Task instructions: Using the records below, locate all lines containing "IntoResponse" and return them.

Data:
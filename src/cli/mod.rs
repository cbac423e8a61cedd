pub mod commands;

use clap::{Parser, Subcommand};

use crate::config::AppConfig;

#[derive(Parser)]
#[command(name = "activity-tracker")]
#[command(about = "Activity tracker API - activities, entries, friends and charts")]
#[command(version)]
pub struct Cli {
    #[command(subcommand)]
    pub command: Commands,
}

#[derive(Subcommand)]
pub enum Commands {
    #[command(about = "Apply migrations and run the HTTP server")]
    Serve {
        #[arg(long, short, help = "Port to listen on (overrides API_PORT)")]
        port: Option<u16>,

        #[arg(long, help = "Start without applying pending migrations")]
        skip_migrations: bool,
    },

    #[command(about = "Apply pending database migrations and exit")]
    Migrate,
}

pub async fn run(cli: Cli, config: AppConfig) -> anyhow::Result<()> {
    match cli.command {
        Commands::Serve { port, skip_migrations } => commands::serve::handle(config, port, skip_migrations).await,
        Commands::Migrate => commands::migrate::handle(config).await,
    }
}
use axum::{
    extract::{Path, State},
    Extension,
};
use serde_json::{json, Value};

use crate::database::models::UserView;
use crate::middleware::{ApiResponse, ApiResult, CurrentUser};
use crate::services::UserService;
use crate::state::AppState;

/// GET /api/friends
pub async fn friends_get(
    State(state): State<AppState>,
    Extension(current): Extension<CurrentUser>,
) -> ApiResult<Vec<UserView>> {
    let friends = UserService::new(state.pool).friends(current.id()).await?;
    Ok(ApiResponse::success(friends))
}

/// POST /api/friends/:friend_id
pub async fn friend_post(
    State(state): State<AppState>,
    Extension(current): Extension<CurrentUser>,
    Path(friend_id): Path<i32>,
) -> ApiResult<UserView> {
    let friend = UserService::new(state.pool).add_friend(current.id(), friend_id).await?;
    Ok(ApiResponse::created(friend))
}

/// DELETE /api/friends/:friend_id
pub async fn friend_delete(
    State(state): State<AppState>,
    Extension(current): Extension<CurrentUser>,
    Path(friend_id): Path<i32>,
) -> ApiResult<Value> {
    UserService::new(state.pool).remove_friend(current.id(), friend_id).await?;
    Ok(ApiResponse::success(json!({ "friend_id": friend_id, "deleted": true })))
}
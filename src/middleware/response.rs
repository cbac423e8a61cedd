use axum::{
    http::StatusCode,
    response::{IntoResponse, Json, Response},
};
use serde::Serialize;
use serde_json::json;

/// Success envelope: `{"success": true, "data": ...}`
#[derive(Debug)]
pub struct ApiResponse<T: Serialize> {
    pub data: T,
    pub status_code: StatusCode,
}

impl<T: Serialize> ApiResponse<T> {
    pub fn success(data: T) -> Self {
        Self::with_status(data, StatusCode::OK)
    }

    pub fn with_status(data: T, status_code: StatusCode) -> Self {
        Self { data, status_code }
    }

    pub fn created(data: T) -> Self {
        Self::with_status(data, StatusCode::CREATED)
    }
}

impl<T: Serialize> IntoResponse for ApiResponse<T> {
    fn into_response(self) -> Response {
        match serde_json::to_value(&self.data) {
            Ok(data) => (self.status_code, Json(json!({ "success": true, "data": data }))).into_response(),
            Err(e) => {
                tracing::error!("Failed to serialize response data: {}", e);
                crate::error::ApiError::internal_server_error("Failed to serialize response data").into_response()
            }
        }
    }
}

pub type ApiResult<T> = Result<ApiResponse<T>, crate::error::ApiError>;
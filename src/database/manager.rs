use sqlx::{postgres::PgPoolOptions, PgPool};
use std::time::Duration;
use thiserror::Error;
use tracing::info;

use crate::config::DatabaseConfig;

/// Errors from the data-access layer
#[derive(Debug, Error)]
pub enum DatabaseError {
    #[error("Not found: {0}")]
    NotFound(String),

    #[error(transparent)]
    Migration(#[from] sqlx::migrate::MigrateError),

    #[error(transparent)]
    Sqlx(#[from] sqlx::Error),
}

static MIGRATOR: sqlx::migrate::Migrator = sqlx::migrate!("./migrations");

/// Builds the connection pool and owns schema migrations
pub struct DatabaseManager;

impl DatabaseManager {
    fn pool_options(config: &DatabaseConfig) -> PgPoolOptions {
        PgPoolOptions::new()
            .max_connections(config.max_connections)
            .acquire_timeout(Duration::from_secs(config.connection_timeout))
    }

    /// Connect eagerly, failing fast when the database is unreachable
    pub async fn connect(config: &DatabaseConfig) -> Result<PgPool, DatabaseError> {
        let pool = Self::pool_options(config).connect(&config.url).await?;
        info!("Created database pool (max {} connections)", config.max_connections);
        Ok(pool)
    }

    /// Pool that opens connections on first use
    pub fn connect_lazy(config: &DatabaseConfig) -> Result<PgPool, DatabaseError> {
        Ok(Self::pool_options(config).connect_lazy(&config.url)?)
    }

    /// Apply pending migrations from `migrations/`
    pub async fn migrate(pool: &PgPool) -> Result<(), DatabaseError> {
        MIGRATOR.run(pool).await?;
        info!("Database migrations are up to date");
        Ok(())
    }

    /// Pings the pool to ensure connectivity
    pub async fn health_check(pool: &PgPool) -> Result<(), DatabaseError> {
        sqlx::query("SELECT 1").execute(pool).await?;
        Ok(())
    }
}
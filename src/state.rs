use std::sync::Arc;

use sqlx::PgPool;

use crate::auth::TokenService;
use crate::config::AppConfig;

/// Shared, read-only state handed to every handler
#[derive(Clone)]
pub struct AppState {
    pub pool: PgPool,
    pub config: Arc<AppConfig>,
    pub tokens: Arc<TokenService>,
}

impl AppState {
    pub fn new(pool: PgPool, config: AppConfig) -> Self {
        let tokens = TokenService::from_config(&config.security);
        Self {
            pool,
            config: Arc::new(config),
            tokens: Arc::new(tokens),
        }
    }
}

Solution to the exercise:
    response::{IntoResponse, Json, Response},
impl<T: Serialize> IntoResponse for ApiResponse<T> {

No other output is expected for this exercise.